Top of Supplied data

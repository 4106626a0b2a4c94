//! # Run log
//!
//! The per-run event record. One line is appended for each event of the run (state changes,
//! connection and arming, a summary of every cycle, each shutdown step and each fault). Every
//! line starts with the seconds elapsed since the log was opened.
//!
//! Events are mirrored to the console logger. Writing to the run log never fails the run, failed
//! writes are counted and warned about.

// ------------------------------------------------------------------------------------------------
// IMPORTS
// ------------------------------------------------------------------------------------------------

use log::{debug, warn, Level};
use std::{
    fmt,
    fs::{File, OpenOptions},
    io::{self, BufWriter, Write},
    path::Path,
    time::Instant,
};

use comms_if::eqpt::ControlFrame;

use crate::orch::{OrchState, RunSummary, ShutdownStep};

// ------------------------------------------------------------------------------------------------
// STRUCTS
// ------------------------------------------------------------------------------------------------

/// An open run log writing to `W`.
pub struct RunLog<W: Write> {
    writer: W,

    opened: Instant,

    closed: bool,

    write_failures: u64,
}

// ------------------------------------------------------------------------------------------------
// ENUMS
// ------------------------------------------------------------------------------------------------

/// Something that happened during a run.
#[derive(Debug, Clone)]
pub enum RunEvent {
    /// The orchestrator moved between states
    Transition(OrchState, OrchState),

    /// Result of connecting to the vehicle
    Connect {
        endpoint: String,
        error: Option<String>,
    },

    /// Result of arming the vehicle
    Arm { error: Option<String> },

    /// A completed control cycle
    Tick {
        tick: u64,
        dt_s: f64,
        marker_present: bool,
        frame: ControlFrame,
    },

    /// The frame of a cycle could not be sent
    DispatchFault { tick: u64, error: String },

    /// The marker source failed
    VisionFault { consecutive: u32, error: String },

    /// The run is stopping on its own
    Stopping { reason: String },

    /// Result of one shutdown step
    Shutdown {
        step: ShutdownStep,
        error: Option<String>,
    },

    /// The link shutdown steps were not attempted
    ShutdownSkipped { reason: String },

    /// Totals for the run
    Summary(RunSummary),
}

// ------------------------------------------------------------------------------------------------
// IMPLS
// ------------------------------------------------------------------------------------------------

impl RunLog<BufWriter<File>> {
    /// Open the run log at `path`, appending if the file already exists.
    pub fn open<P: AsRef<Path>>(path: P) -> io::Result<Self> {
        let file = OpenOptions::new()
            .create(true)
            .append(true)
            .open(path.as_ref())?;

        Ok(Self::from_writer(BufWriter::new(file)))
    }
}

impl<W: Write> RunLog<W> {
    /// Create a run log writing to any sink.
    pub fn from_writer(writer: W) -> Self {
        Self {
            writer,
            opened: Instant::now(),
            closed: false,
            write_failures: 0,
        }
    }

    /// Append an event to the log.
    pub fn record(&mut self, event: RunEvent) {
        log::log!(event.level(), "{}", event);

        if self.closed {
            warn!("Run log already closed, event not recorded");
            self.write_failures += 1;
            return;
        }

        let result = writeln!(
            self.writer,
            "[{:10.3}] {}",
            self.opened.elapsed().as_secs_f64(),
            event
        );

        if let Err(e) = result {
            self.write_failures += 1;
            warn!("Could not write to the run log: {}", e);
        }
    }

    /// Flush and close the log. Later events are not written.
    pub fn close(&mut self) {
        if self.closed {
            return;
        }

        if let Err(e) = self.writer.flush() {
            self.write_failures += 1;
            warn!("Could not flush the run log: {}", e);
        }

        self.closed = true;
        debug!("Run log closed");
    }

    pub fn is_closed(&self) -> bool {
        self.closed
    }

    /// Number of events which could not be written.
    pub fn write_failures(&self) -> u64 {
        self.write_failures
    }

    /// Consume the log, returning the underlying writer.
    pub fn into_inner(self) -> W {
        self.writer
    }
}

impl RunEvent {
    /// Level the event is mirrored to the console at.
    fn level(&self) -> Level {
        match self {
            RunEvent::Tick { .. } => Level::Debug,
            RunEvent::Connect { error: Some(_), .. } | RunEvent::Arm { error: Some(_) } => {
                Level::Error
            }
            RunEvent::DispatchFault { .. }
            | RunEvent::VisionFault { .. }
            | RunEvent::Shutdown { error: Some(_), .. }
            | RunEvent::ShutdownSkipped { .. } => Level::Warn,
            _ => Level::Info,
        }
    }
}

impl fmt::Display for RunEvent {
    fn fmt(&self, f: &mut fmt::Formatter<'_>) -> fmt::Result {
        match self {
            RunEvent::Transition(from, to) => write!(f, "STATE {} -> {}", from, to),
            RunEvent::Connect {
                endpoint,
                error: None,
            } => write!(f, "CONNECT {} ok", endpoint),
            RunEvent::Connect {
                endpoint,
                error: Some(e),
            } => write!(f, "CONNECT {} failed: {}", endpoint, e),
            RunEvent::Arm { error: None } => write!(f, "ARM ok"),
            RunEvent::Arm { error: Some(e) } => write!(f, "ARM failed: {}", e),
            RunEvent::Tick {
                tick,
                dt_s,
                marker_present,
                frame,
            } => write!(
                f,
                "TICK {} dt={:.3} marker={} {}",
                tick,
                dt_s,
                match marker_present {
                    true => "yes",
                    false => "no",
                },
                frame
            ),
            RunEvent::DispatchFault { tick, error } => {
                write!(f, "DISPATCH tick {} failed: {}", tick, error)
            }
            RunEvent::VisionFault { consecutive, error } => {
                write!(f, "VISION fault ({} consecutive): {}", consecutive, error)
            }
            RunEvent::Stopping { reason } => write!(f, "STOPPING {}", reason),
            RunEvent::Shutdown { step, error: None } => write!(f, "SHUTDOWN {} ok", step),
            RunEvent::Shutdown {
                step,
                error: Some(e),
            } => write!(f, "SHUTDOWN {} failed: {}", step, e),
            RunEvent::ShutdownSkipped { reason } => write!(f, "SHUTDOWN skipped: {}", reason),
            RunEvent::Summary(s) => write!(
                f,
                "SUMMARY ticks={} marker_absent={} dispatch_failures={} vision_faults={} \
                 shutdown_failures={} final_state={}",
                s.ticks,
                s.marker_absent_ticks,
                s.dispatch_failures,
                s.vision_faults,
                s.shutdown_failures,
                s.final_state
            ),
        }
    }
}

Bottom of Supplied data

* Task instructions: Wherever the string "each" occurs in the records above, copy that line.

* Output for this task:
//! The per-run event record. One line is appended for each event of the run (state changes,
//! connection and arming, a summary of every cycle, each shutdown step and each fault). Every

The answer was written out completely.